- Origin: Fairfax, Virginia, United States
- Genres: Punk rock, pop punk
- Years active: 1990–2002, 2009, 2022–present
- Label: Tooth & Nail
- Members: Joel Bell Adam Neubauer Jamie Tolosa
- Past members: Justin Levy Mark Lacasse Christian Ergueta Conrad Tolosa

= Ghoti Hook =

American punk band (1991-2002)

Ghoti Hook (/ˈɡoʊti ˌhʊk/ GOH-tee-_-huuk) is an American punk band from Fairfax, Virginia. The band formed in 1991, signed to Tooth & Nail Records in 1996, and disbanded in 2002.

==History==
Joel Bell, Adam Neubauer, and Justin Levy formed the group in 1991. Conrad Tolosa and Christian Ergueta, who also went to the same youth group, joined the band shortly after. Levy left the band after one year to pursue other interests. Conrad's cousin, Jamie Tolosa, was asked to join the band soon after. In 1994, they started to develop their pop-punk sound. The group released two independent EPs in 1994 and 1995, both produced by Kevin 131 at Assembly Line Studios. They built a following primarily in central Pennsylvania (PA). Ghoti Hook signed to Tooth & Nail Records in 1996, then released four albums: Sumo Surprise, Banana Man, Songs We Didn't Write, and Two Years To Never.

Conrad, the guitarist and a primary songwriter of the band, decided to leave Ghoti Hook after the release of "Banana Man" and the subsequent tour promoting its release. He left the band when the band began to tour full-time so he could finish seminary and continue with his accounting career.

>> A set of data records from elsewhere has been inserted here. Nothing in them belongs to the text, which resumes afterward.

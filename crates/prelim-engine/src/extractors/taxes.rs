//! Tax parcels, tax defaults and other assessments

use lazy_static::lazy_static;
use prelim_types::{
    InstallmentStatus, Money, OtherAssessment, RedemptionEntry, Stated, TaxDefault, TaxParcel,
};
use regex::Regex;

use crate::patterns::{
    contains_any, explicit_installment_status, first_sentence, first_token, money_from_value,
    scan_labeled_fields, stated_text, LabeledFields, MONEY,
};

lazy_static! {
    /// `Amount: $1,250.00, by March 2026`
    static ref REDEMPTION: Regex = Regex::new(
        r"(?i)amount\s*:\s*(\$\d[\d,]*\.\d{2})\s*,?\s*(?:due\s+by|on\s+or\s+before|by|through|until)\s+((?:jan|feb|mar|apr|may|jun|jul|aug|sep|sept|oct|nov|dec)[a-z]*\.?(?:\s+\d{1,2},?)?\s+\d{4}|\d{1,2}/\d{1,2}/\d{2,4})"
    )
    .unwrap();

    /// `Default No.: 19-0001234`
    pub static ref DEFAULT_NUMBER_LABEL: Regex =
        Regex::new(r"(?i)default\s+(?:no\.?|number)\s*:").unwrap();

    /// `fiscal year 2025-2026`, `2025-26`
    static ref FISCAL_YEAR: Regex = Regex::new(r"\b(\d{4}\s*-\s*\d{2,4})\b").unwrap();
}

const TAX_ID: &[&str] = &[
    "tax id",
    "tax identification no",
    "tax identification number",
    "apn",
    "parcel no",
    "parcel number",
    "assessor's parcel no",
    "assessor's parcel number",
];
const FIRST_INSTALLMENT: &[&str] = &["1st installment", "first installment"];
const SECOND_INSTALLMENT: &[&str] = &["2nd installment", "second installment"];
const EXEMPTION: &[&str] = &[
    "homeowners exemption",
    "homeowner exemption",
    "homeowner's exemption",
    "homeowners' exemption",
    "exemption",
];
const AMOUNT: &[&str] = &["amount", "amount due", "total amount"];

/// Language that signals a prior-year tax default
pub const DEFAULT_PHRASES: &[&str] = &[
    "defaulted",
    "tax default",
    "tax-defaulted",
    "redemption",
    "redeem",
];

/// Assessment kinds, checked in order against lowercased text
const ASSESSMENT_KINDS: &[(&[&str], &str)] = &[
    (
        &["community facilities district", "mello-roos", "mello roos"],
        "Community Facilities District",
    ),
    (&["supplemental"], "Supplemental Taxes"),
    (&["special assessment", "assessment district"], "Special Assessment"),
    (&["improvement bond", "bond act", "bond"], "Improvement Bond"),
];

pub fn is_assessment(lower: &str) -> bool {
    ASSESSMENT_KINDS
        .iter()
        .any(|(keywords, _)| contains_any(lower, keywords))
}

/// Redemption entries in source order
pub fn parse_redemption_schedule(text: &str) -> Vec<RedemptionEntry> {
    REDEMPTION
        .captures_iter(text)
        .filter_map(|caps| {
            Some(RedemptionEntry {
                amount: Stated::Value(caps.get(1)?.as_str().to_string()),
                due_by: Stated::Value(caps.get(2)?.as_str().trim().to_string()),
            })
        })
        .collect()
}

pub fn has_redemption_schedule(text: &str) -> bool {
    REDEMPTION.is_match(text)
}

/// Status of one installment.
///
/// An explicit word wins. A stated amount without one is `OPEN`; a label
/// whose value is unreadable is `UNCLEAR`; no label at all is `NOT_STATED`.
fn installment_status(value: Option<&str>, amount: &Money) -> Stated<InstallmentStatus> {
    if stated_text(value).is_not_stated() {
        return Stated::NotStated;
    }
    if let Some(status) = value.and_then(explicit_installment_status) {
        return Stated::Value(status);
    }
    if amount.is_value() {
        Stated::Value(InstallmentStatus::Open)
    } else {
        Stated::Unclear
    }
}

/// Build a parcel from already-scanned fields
pub fn parcel_from_fields(fields: &LabeledFields, text: &str, item_number: Option<u32>) -> TaxParcel {
    let first_value = fields.first(FIRST_INSTALLMENT);
    let second_value = fields.first(SECOND_INSTALLMENT);
    let first_installment_amount = money_from_value(first_value);
    let second_installment_amount = money_from_value(second_value);

    let fiscal_year = match fields.first(&["fiscal year"]) {
        Some(value) => stated_text(Some(value)),
        None => FISCAL_YEAR
            .captures(text)
            .and_then(|c| c.get(1))
            .map(|m| Stated::Value(m.as_str().replace(' ', "")))
            .unwrap_or(Stated::NotStated),
    };

    TaxParcel {
        item_number,
        tax_id: first_token(fields.first(TAX_ID)),
        fiscal_year,
        first_installment_status: installment_status(first_value, &first_installment_amount),
        first_installment_amount,
        second_installment_status: installment_status(second_value, &second_installment_amount),
        second_installment_amount,
        penalty: money_from_value(fields.first(&["penalty"])),
        homeowner_exemption: money_from_value(fields.first(EXEMPTION)),
        code_area: first_token(fields.first(&["code area"])),
    }
}

pub fn parse_tax_parcel(text: &str, item_number: Option<u32>) -> TaxParcel {
    parcel_from_fields(&scan_labeled_fields(text), text, item_number)
}

pub fn parse_tax_default(text: &str, item_number: Option<u32>) -> TaxDefault {
    let fields = scan_labeled_fields(text);
    TaxDefault {
        item_number,
        default_number: first_token(fields.first(&["default no", "default number"])),
        parcel_id: first_token(fields.first(TAX_ID)).value().cloned(),
        message: first_sentence(text, 200),
        redemption_schedule: parse_redemption_schedule(text),
    }
}

pub fn parse_assessment(text: &str, item_number: Option<u32>) -> OtherAssessment {
    let lower = text.to_lowercase();
    let assessment_type = ASSESSMENT_KINDS
        .iter()
        .find(|(keywords, _)| contains_any(&lower, keywords))
        .map(|(_, label)| *label)
        .unwrap_or("Assessment");

    let fields = scan_labeled_fields(text);
    let amount = match fields.first(AMOUNT) {
        Some(value) => money_from_value(Some(value)),
        None => MONEY
            .find(text)
            .map(|m| Stated::Value(m.as_str().to_string()))
            .unwrap_or(Stated::NotStated),
    };

    OtherAssessment {
        item_number,
        assessment_type: assessment_type.to_string(),
        amount,
        details: first_sentence(text, 200),
    }
}
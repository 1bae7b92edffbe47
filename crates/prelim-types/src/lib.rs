//! Output contract of the preliminary title report engine.
//!
//! Everything here is plain data: JSON-serializable, no function values and no
//! cyclic references. The rendering layer depends on these shapes only.

pub mod facts;
pub mod stated;
pub mod types;
pub mod views;

pub use facts::{
    ChainEntry, ExtractedFacts, ForeclosureNotice, ForeclosureNoticeType, HoaLien, HoaLienStatus,
    InstallmentStatus, LienRecord, OtherAssessment, PropertyIdentity, RedemptionEntry, TaxDefault,
    TaxParcel,
};
pub use stated::{format_cents, is_money_literal, parse_cents, Money, Stated, NOT_STATED, UNCLEAR};
pub use types::{
    AgentGuidanceItem, Classification, ComplexityLevel, ComplexitySummary, DocumentSection,
    RecordSource, RequirementRecord, RequirementType, SectionTitle, Severity,
};
pub use views::{
    ClosingRisk, DocumentStatusView, Finding, FindingImpact, LabeledValue, LienCard,
    NarrativeRequirement, PlainSection, RequirementMode, RequirementsView, SectionViews,
    SummaryView, TaxDefaultCallout, TaxesView, TitleAnalysis,
};
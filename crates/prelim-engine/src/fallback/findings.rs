use prelim_types::{Finding, FindingImpact, Stated};

use super::{chunk_by_label, field_lines};
use crate::patterns::{stated_text, RECORDING_NUMBER};

const RECORDING_LABELS: &[&str] = &[
    "recording",
    "recording no",
    "recording number",
    "recording ref",
    "recording reference",
    "instrument",
    "instrument no",
    "reference",
];

fn impact_of(value: Option<&str>) -> FindingImpact {
    let lower = value.unwrap_or("").to_lowercase();
    if lower.starts_with("high") {
        FindingImpact::High
    } else if lower.starts_with("low") {
        FindingImpact::Low
    } else {
        FindingImpact::Medium
    }
}

/// One finding per `- Type:` chunk
pub fn parse_findings(content: &str) -> Vec<Finding> {
    chunk_by_label(content, &["type"])
        .iter()
        .map(|chunk| {
            let fields = field_lines(chunk);
            let finding_type = match stated_text(fields.first(&["type"])) {
                Stated::Value(t) => t,
                _ => "Other".to_string(),
            };
            let recording_ref = fields
                .first(RECORDING_LABELS)
                .and_then(|v| RECORDING_NUMBER.find(v))
                .map(|m| m.as_str().to_string());

            Finding {
                finding_type,
                details: stated_text(fields.first(&["details", "description"])),
                impact: impact_of(fields.first(&["impact", "severity"])),
                action: stated_text(fields.first(&["action", "suggested action", "next step"])),
                recording_ref,
            }
        })
        .collect()
}
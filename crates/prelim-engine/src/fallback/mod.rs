//! Per-section fallback parsers for the narrative summary
//!
//! Each parser reads the bullet/field syntax of one section into the same
//! typed shapes the deterministic extractor produces. A missing field is
//! `NOT_STATED`, an unreadable one is `UNCLEAR`, and a section with nothing
//! structured in it is shown as plain text with bolded currency.

pub mod findings;
pub mod liens;
pub mod property;
pub mod requirements;
pub mod status;
pub mod summary;
pub mod taxes;

use lazy_static::lazy_static;
use prelim_types::{
    DocumentSection, ExtractedFacts, PlainSection, PropertyIdentity, SectionTitle, SectionViews,
    TaxParcel,
};
use regex::Regex;
use tracing::debug;

use crate::patterns::{clean_value, normalize_label, LabeledFields, MONEY};

lazy_static! {
    /// `- Label: value`, `**Label:** value`, `Label: value`
    static ref FIELD_LINE: Regex = Regex::new(
        r"^\s*(?:[-*•]\s+)?(?:\*\*)?([A-Za-z][A-Za-z0-9 '’/&().#-]{0,48}?)(?:\*\*)?\s*:(?:\*\*)?(?:\s+(.*)|\s*)$"
    )
    .unwrap();
}

/// One `Label: value` line, with the label as written and normalized
#[derive(Debug, Clone, PartialEq, Eq)]
pub struct FieldLine {
    pub label: String,
    pub raw_label: String,
    pub value: String,
}

/// Parse a single field line
pub fn field_line(line: &str) -> Option<FieldLine> {
    let caps = FIELD_LINE.captures(line)?;
    let raw_label = caps.get(1)?.as_str().trim().to_string();
    let value = caps.get(2).map(|m| m.as_str()).unwrap_or("");
    Some(FieldLine {
        label: normalize_label(&raw_label),
        raw_label,
        value: clean_value(value),
    })
}

/// Every field line of a block, in source order
pub fn field_lines(content: &str) -> LabeledFields {
    content
        .lines()
        .filter_map(field_line)
        .map(|f| (f.label, f.value))
        .collect()
}

/// Split a block into chunks, each starting at a field line whose label is
/// one of `labels`. Lines before the first such field are dropped.
pub fn chunk_by_label(content: &str, labels: &[&str]) -> Vec<String> {
    let mut chunks: Vec<String> = Vec::new();
    for line in content.lines() {
        let starts_chunk = field_line(line).is_some_and(|f| labels.contains(&f.label.as_str()));
        if starts_chunk {
            chunks.push(format!("{}\n", line));
        } else if let Some(chunk) = chunks.last_mut() {
            chunk.push_str(line);
            chunk.push('\n');
        }
    }
    chunks.into_iter().map(|c| c.trim_end().to_string()).collect()
}

/// Plain-text rendering: the text as-is with money literals in bold.
///
/// Amounts already touching `**` are left alone, so rendering is idempotent.
pub fn render_plain(text: &str) -> String {
    let mut out = String::with_capacity(text.len() + 16);
    let mut copied_to = 0;
    for m in MONEY.find_iter(text) {
        let already_bold = text[..m.start()].ends_with("**") || text[m.end()..].starts_with("**");
        if already_bold {
            continue;
        }
        out.push_str(&text[copied_to..m.start()]);
        out.push_str("**");
        out.push_str(m.as_str());
        out.push_str("**");
        copied_to = m.end();
    }
    out.push_str(&text[copied_to..]);
    out
}

/// Everything the narrative contributed
#[derive(Debug, Clone, Default, PartialEq)]
pub struct NarrativeParse {
    pub property: PropertyIdentity,
    pub tax_parcels: Vec<TaxParcel>,
    pub views: SectionViews,
}

/// Run every section's parser. `facts` supplies the tax default callout when
/// the narrative itself has no default language.
pub fn parse_sections(sections: &[DocumentSection], facts: &ExtractedFacts) -> NarrativeParse {
    let mut parse = NarrativeParse::default();

    for section in sections {
        let content = section.content.as_str();
        let structured = match section.title {
            SectionTitle::Requirements => {
                let view = requirements::parse_requirements(content);
                let found = !view.is_empty();
                if found {
                    parse.views.requirements = Some(view);
                }
                found
            }
            SectionTitle::Summary => {
                let view = summary::parse_summary(content);
                let found = !view.risks.is_empty();
                if found {
                    parse.views.summary = Some(view);
                }
                found
            }
            SectionTitle::Property => {
                parse.property = property::parse_property(content);
                !parse.property.is_empty()
            }
            SectionTitle::Liens => {
                parse.views.liens = liens::parse_liens(content);
                !parse.views.liens.is_empty()
            }
            SectionTitle::Taxes => {
                parse.tax_parcels = taxes::parse_narrative_parcels(content);
                parse.views.taxes = Some(taxes::parse_taxes(content, facts));
                true
            }
            SectionTitle::OtherFindings => {
                parse.views.findings = findings::parse_findings(content);
                !parse.views.findings.is_empty()
            }
            SectionTitle::DocumentStatus => {
                let view = status::parse_document_status(content);
                let found = !view.is_empty();
                if found {
                    parse.views.document_status = Some(view);
                }
                found
            }
            SectionTitle::Other => false,
        };

        if !structured && !content.trim().is_empty() {
            parse.views.plain.push(PlainSection {
                title: section.title,
                text: render_plain(content),
            });
        }
    }

    debug!(
        liens = parse.views.liens.len(),
        findings = parse.views.findings.len(),
        plain = parse.views.plain.len(),
        "Parsed narrative sections"
    );
    parse
}

#[cfg(test)]
mod tests {
    use super::*;
    use crate::sections::segment_sections;
    use pretty_assertions::assert_eq;

    #[test]
    fn test_field_line_variants() {
        let f = field_line("- Beneficiary: ABC Bank").unwrap();
        assert_eq!(f.label, "beneficiary");
        assert_eq!(f.value, "ABC Bank");

        let bold = field_line("**Recording No.:** 2019-0012345").unwrap();
        assert_eq!(bold.label, "recording no");
        assert_eq!(bold.raw_label, "Recording No.");
        assert_eq!(bold.value, "2019-0012345");

        let empty = field_line("- Foreclosure:").unwrap();
        assert_eq!(empty.value, "");

        assert!(field_line("Title is vested in John Doe.").is_none());
        assert!(field_line("").is_none());
    }

    #[test]
    fn test_chunk_by_label() {
        let content = "Intro text\n- Priority: 1st\n- Amount: $1.00\n- Priority: 2nd\n- Amount: $2.00";
        let chunks = chunk_by_label(content, &["priority"]);
        assert_eq!(
            chunks,
            vec![
                "- Priority: 1st\n- Amount: $1.00".to_string(),
                "- Priority: 2nd\n- Amount: $2.00".to_string(),
            ]
        );
    }

    #[test]
    fn test_render_plain_bolds_currency() {
        assert_eq!(
            render_plain("Taxes of $2,129.89 are due."),
            "Taxes of **$2,129.89** are due."
        );
        assert_eq!(render_plain("Already **$5.00** bold."), "Already **$5.00** bold.");
        assert_eq!(render_plain("No money here."), "No money here.");
    }

    #[test]
    fn test_unstructured_sections_become_plain() {
        let sections = segment_sections(
            "LIENS AND ENCUMBRANCES\nNo liens of record. Balance $0.00.\nOTHER FINDINGS\n- Type: Easement\n- Impact: Low",
        );
        let parse = parse_sections(&sections, &ExtractedFacts::default());

        assert_eq!(parse.views.plain.len(), 1);
        assert_eq!(parse.views.plain[0].title, SectionTitle::Liens);
        assert_eq!(parse.views.plain[0].text, "No liens of record. Balance **$0.00**.");
        assert_eq!(parse.views.findings.len(), 1);
    }
}

#[cfg(test)]
mod proptests {
    use super::*;
    use proptest::prelude::*;

    proptest! {
        /// Re-rendering rendered output changes nothing
        #[test]
        fn render_plain_is_idempotent(text in "[A-Za-z $,.*0-9\\n]{0,200}") {
            let once = render_plain(&text);
            let twice = render_plain(&once);
            prop_assert_eq!(once, twice);
        }
    }
}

His last show was in the fall of 1997 at a show promoted by Javacasa in Lebanon, PA. Mark Lacasse joined on lead guitar in 1998 and helped to write and record "Two Years to Never". Ergueta left the band sometime after the recording of "Two Years to Never" with Lacasse leaving a few months later.

As a three-piece band, and as their last ever studio recordings, Ghoti Hook released a six-song EP titled EP on Velvet Blue Music. The group disbanded in 2002. The band's last concert was at Cornerstone Music Festival on July 6, 2002, with guest performances by Conrad and Lacasse. The concert was recorded and released as a live album entitled Rest In Peace.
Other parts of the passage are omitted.